Choosing interception layers
Goal. Decide which of the three interception layers to deploy, and how to combine them, for a given governance requirement. Agent Assembly enforces policy through three independently-deployable layers; this page is about the practical trade-offs, with the real commands for each.
The three layers at a glance
Listed lowest-latency-cost first, highest-detection-authority first:
| Layer | What it is | Catches | Cost / requirement |
|---|---|---|---|
| 1. SDK (in-process) | A thin Rust shim (aa-ffi-* over aa-sdk-client) the language SDKs call. Emits events to the gateway and applies pre-execution allow/deny via wrapper functions. | Anything the instrumented code path does. | Lowest latency, but requires the agent to adopt the SDK. |
2. Proxy sidecar (aa-proxy) | Intercepts outbound HTTPS via MitM with a per-host CA. Enforces network-egress policy with no code change. | Anything the SDK misses that goes over the network. | No code change; requires trusting the proxy CA. |
3. eBPF (aa-ebpf*) | Kernel hooks: uprobes on SSL libraries, kprobes/tracepoints on exec/file syscalls. | Everything else, including deliberate bypass attempts. | Highest authority; Linux-only. |
The gateway is the common brain for all three — every layer asks the same policy engine for its decision and writes to the same audit log.
When to use each
- Reach for the SDK layer when you control the agent’s code and want the lowest-overhead, most precise instrumentation — it sees tool-call arguments and results directly, in process.
- Add the proxy when you cannot or do not want to modify the agent, and the risk you care about is network egress / data exfiltration.

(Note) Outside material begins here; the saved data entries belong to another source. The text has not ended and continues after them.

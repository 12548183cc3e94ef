use axum::{
    extract::State,
    http::header,
    response::{IntoResponse, Response},
};
use chrono::{DateTime, Utc};
use strum::IntoEnumIterator;

use crate::config::SiteConfig;
use crate::content::{bilingual, escape_markup, Lang};
use crate::models::{Archive, PageName, Post, Work};
use crate::{excerpt, ApiError, AppState};

pub const RSS_ITEM_LIMIT: usize = 20;
const RSS_DESCRIPTION_CHARS: usize = 300;

#[derive(Debug, Clone, PartialEq)]
pub struct FeedItem {
    pub title: String,
    pub link: String,
    pub description: String,
    pub published_at: DateTime<Utc>,
}

impl FeedItem {
    fn from_post(site: &SiteConfig, post: &Post) -> Self {
        FeedItem {
            title: post.title.clone(),
            link: format!("{}/posts/{}", site.url, post.id),
            description: korean_excerpt(&post.content),
            published_at: post.created_at,
        }
    }

    fn from_archive(site: &SiteConfig, archive: &Archive) -> Self {
        FeedItem {
            title: archive.title.clone(),
            link: format!("{}/archive/{}", site.url, archive.id),
            description: korean_excerpt(&archive.content),
            published_at: archive.created_at,
        }
    }
}

/// The channel is Korean, so bilingual blobs contribute their Korean side only.
fn korean_excerpt(content: &str) -> String {
    excerpt(bilingual::split(content).pick(Lang::Ko), RSS_DESCRIPTION_CHARS)
}

/// Posts and published archives merged newest first, capped at
/// [`RSS_ITEM_LIMIT`].
pub fn feed_items(site: &SiteConfig, posts: &[Post], archives: &[Archive]) -> Vec<FeedItem> {
    let mut items: Vec<FeedItem> = posts
        .iter()
        .map(|p| FeedItem::from_post(site, p))
        .chain(
            archives
                .iter()
                .filter(|a| a.published)
                .map(|a| FeedItem::from_archive(site, a)),
        )
        .collect();
    items.sort_by(|a, b| b.published_at.cmp(&a.published_at));
    items.truncate(RSS_ITEM_LIMIT);
    items
}

pub fn render_rss(site: &SiteConfig, items: &[FeedItem]) -> String {
    let last_build = items
        .first()
        .map(|i| i.published_at)
        .unwrap_or_else(Utc::now)
        .to_rfc2822();

    let mut xml = String::from(r#"<?xml version="1.0" encoding="UTF-8"?>"#);
    xml.push_str("\n<rss version=\"2.0\" xmlns:atom=\"http://www.w3.org/2005/Atom\">\n<channel>\n");
    xml.push_str(&format!("<title>{}</title>\n", escape_markup(&site.title)));
    xml.push_str(&format!("<link>{}/</link>\n", escape_markup(&site.url)));
    xml.push_str(&format!(
        "<description>{}</description>\n",
        escape_markup(&site.description)
    ));
    xml.push_str("<language>ko</language>\n");
    xml.push_str(&format!("<lastBuildDate>{}</lastBuildDate>\n", last_build));
    xml.push_str(&format!(
        "<atom:link href=\"{}/rss.xml\" rel=\"self\" type=\"application/rss+xml\"/>\n",
        escape_markup(&site.url)
    ));

    for item in items {
        let link = escape_markup(&item.link);
        xml.push_str("<item>\n");
        xml.push_str(&format!("<title>{}</title>\n", escape_markup(&item.title)));
        xml.push_str(&format!("<link>{}</link>\n", link));
        xml.push_str(&format!("<guid isPermaLink=\"true\">{}</guid>\n", link));
        xml.push_str(&format!(
            "<description>{}</description>\n",
            escape_markup(&item.description)
        ));
        xml.push_str(&format!("<pubDate>{}</pubDate>\n", item.published_at.to_rfc2822()));
        xml.push_str("</item>\n");
    }

    xml.push_str("</channel>\n</rss>\n");
    xml
}

#[derive(Debug, Clone, PartialEq)]
pub struct SitemapEntry {
    pub loc: String,
    pub lastmod: Option<DateTime<Utc>>,
}

/// Static pages first, then posts, published works and published archives.
pub fn sitemap_entries(
    site: &SiteConfig,
    posts: &[Post],
    works: &[Work],
    archives: &[Archive],
) -> Vec<SitemapEntry> {
    let pages = PageName::iter().map(|page| SitemapEntry {
        loc: format!("{}{}", site.url, page.path()),
        lastmod: None,
    });
    let posts = posts.iter().map(|p| SitemapEntry {
        loc: format!("{}/posts/{}", site.url, p.id),
        lastmod: Some(p.updated_at),
    });
    let works = works.iter().filter(|w| w.published).map(|w| SitemapEntry {
        loc: format!("{}/work/{}", site.url, w.id),
        lastmod: Some(w.updated_at),
    });
    let archives = archives.iter().filter(|a| a.published).map(|a| SitemapEntry {
        loc: format!("{}/archive/{}", site.url, a.id),
        lastmod: Some(a.updated_at),
    });

    pages.chain(posts).chain(works).chain(archives).collect()
}

pub fn render_sitemap(entries: &[SitemapEntry]) -> String {
    let mut xml = String::from(r#"<?xml version="1.0" encoding="UTF-8"?>"#);
    xml.push_str("\n<urlset xmlns=\"http://www.sitemaps.org/schemas/sitemap/0.9\">\n");
    for entry in entries {
        xml.push_str("<url>");
        xml.push_str(&format!("<loc>{}</loc>", escape_markup(&entry.loc)));
        if let Some(lastmod) = entry.lastmod {
            xml.push_str(&format!("<lastmod>{}</lastmod>", lastmod.format("%Y-%m-%d")));
        }
        xml.push_str("</url>\n");
    }
    xml.push_str("</urlset>\n");
    xml
}

fn xml_response(body: String) -> Response {
    ([(header::CONTENT_TYPE, "application/xml; charset=utf-8")], body).into_response()
}

pub async fn rss(State(state): State<AppState>) -> Result<Response, ApiError> {
    tracing::info!("rss started");
    let posts = state.store.list_posts().await?;
    let archives = state.store.list_archives(false).await?;

    let site = &state.config.site;
    let items = feed_items(site, &posts, &archives);
    Ok(xml_response(render_rss(site, &items)))
}

pub async fn sitemap(State(state): State<AppState>) -> Result<Response, ApiError> {
    tracing::info!("sitemap started");
    let posts = state.store.list_posts().await?;
    let works = state.store.list_works(false).await?;
    let archives = state.store.list_archives(false).await?;

    let entries = sitemap_entries(&state.config.site, &posts, &works, &archives);
    Ok(xml_response(render_sitemap(&entries)))
}

#[cfg(test)]
mod tests {
    use super::*;
    use crate::models::ArchiveCategory;
    use chrono::TimeZone;

    fn site() -> SiteConfig {
        SiteConfig {
            url: "https://folio.example".to_string(),
            title: "folio & co".to_string(),
            description: "Notes".to_string(),
        }
    }

    fn at(day: u32) -> DateTime<Utc> {
        Utc.with_ymd_and_hms(2024, 3, day, 9, 0, 0).unwrap()
    }

    fn post(id: &str, day: u32) -> Post {
        Post {
            id: id.to_string(),
            title: format!("Post <{}>", id),
            content: "<p>Body text</p>".to_string(),
            created_at: at(day),
            updated_at: at(day),
        }
    }

    fn archive(id: &str, day: u32, published: bool) -> Archive {
        Archive {
            id: id.to_string(),
            title: format!("Archive {}", id),
            content: "<p>Review</p>".to_string(),
            category: ArchiveCategory::Book,
            tags: vec![],
            rating: Some(4),
            published,
            created_at: at(day),
            updated_at: at(day),
        }
    }

    #[test]
    fn feed_merges_newest_first_and_skips_drafts() {
        let posts = vec![post("p1", 1), post("p2", 5)];
        let archives = vec![archive("a1", 3, true), archive("a2", 9, false)];

        let items = feed_items(&site(), &posts, &archives);
        let links: Vec<_> = items.iter().map(|i| i.link.as_str()).collect();
        assert_eq!(
            links,
            vec![
                "https://folio.example/posts/p2",
                "https://folio.example/archive/a1",
                "https://folio.example/posts/p1",
            ]
        );
    }

    #[test]
    fn feed_is_capped() {
        let posts: Vec<_> = (1..=28).map(|d| post(&format!("p{}", d), d)).collect();
        let items = feed_items(&site(), &posts, &[]);
        assert_eq!(items.len(), RSS_ITEM_LIMIT);
        assert_eq!(items[0].published_at, at(28));
    }

    #[test]
    fn rss_is_escaped() {
        let items = feed_items(&site(), &[post("p1", 12)], &[]);
        let xml = render_rss(&site(), &items);

        assert!(xml.starts_with(r#"<?xml version="1.0" encoding="UTF-8"?>"#));
        assert!(xml.contains("<title>folio &amp; co</title>"));
        assert!(xml.contains("<title>Post &lt;p1&gt;</title>"));
        assert!(xml.contains("<description>Body text</description>"));
        assert!(xml.contains("<pubDate>Tue, 12 Mar 2024 09:00:00 +0000</pubDate>"));
    }

    #[test]
    fn sitemap_lists_pages_and_published_records() {
        let entries = sitemap_entries(
            &site(),
            &[post("p1", 2)],
            &[],
            &[archive("a1", 3, true), archive("a2", 4, false)],
        );
        let xml = render_sitemap(&entries);

        assert!(xml.contains("<url><loc>https://folio.example/</loc></url>"));
        assert!(xml.contains("<url><loc>https://folio.example/about</loc></url>"));
        assert!(xml.contains(
            "<url><loc>https://folio.example/posts/p1</loc><lastmod>2024-03-02</lastmod></url>"
        ));
        assert!(xml.contains("https://folio.example/archive/a1"));
        assert!(!xml.contains("a2"));
    }

    #[test]
    fn bilingual_description_uses_the_korean_side() {
        let mut item = post("p1", 12);
        item.content = bilingual::build("<p>안녕하세요</p>", "<p>Hello</p>");
        let items = feed_items(&site(), &[item], &[]);
        assert_eq!(items[0].description, "안녕하세요");
    }
}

It is the most practical way to govern a third-party or closed-source tool. See Enforce an egress policy.
- Add eBPF when you need defense-in-depth that an agent cannot bypass — e.g. it shells out, writes files, or makes raw connections that skip both the SDK and the proxy. This is the catch-all backstop.
Combining layers
The layers are additive, not exclusive. A typical governed deployment runs the SDK and the proxy: the SDK gives rich, in-process tool-call governance, while the proxy backstops the network path for anything the SDK does not see. On Linux, eBPF sits underneath both as the bypass-proof floor.
aasm run reflects this in its governance level (see
Govern an agent end-to-end): a tool reported as
L3Native integrates at the SDK depth, while an L1Observe tool relies on the
proxy and eBPF layers to do the actual enforcing.
Layer 2 in practice — the proxy
$ aasm proxy install-ca # trust the per-host CA so TLS interception works
$ aasm proxy start # background sidecar on 127.0.0.1:8899
$ aasm proxy status # confirm it is running
$ aasm proxy logs # tail the proxy log
$ aasm proxy uninstall-ca # remove the CA when you are done
aasm proxy start takes --listen <addr> (default 127.0.0.1:8899),
--gateway <url>, and --ca-dir <dir>.
Layer 3 in practice — eBPF
The eBPF layer is Linux-only: its uprobes/kprobes/tracepoints attach to a running kernel.
$ aasm proxy status
not running
On macOS the eBPF userspace crate compiles with non-Linux stubs (the
KprobeManager/UprobeManager attach paths are #[cfg(target_os = "linux")]),
so it builds for development but does not attach probes. To exercise the real
kernel hooks — SSL-library uprobes for outbound TLS, exec/openat/unlink
kprobes, and the sched_process_exec tracepoint — run on Linux.
Honest caveat. This page does not show live eBPF probe output because the attaching code is gated to Linux and this build was exercised on macOS. The architecture (userspace
aa-ebpfloading compiledaa-ebpf-probesand reading a shared BPF ring buffer) is real and documented in the crate; the live capture requires a Linux host with the privileges to load eBPF programs.
Result
You can match the interception layer (or stack of layers) to the requirement: SDK for precision where you own the code, proxy for code-free egress control, eBPF for a bypass-proof kernel backstop on Linux — all feeding one gateway and one audit log.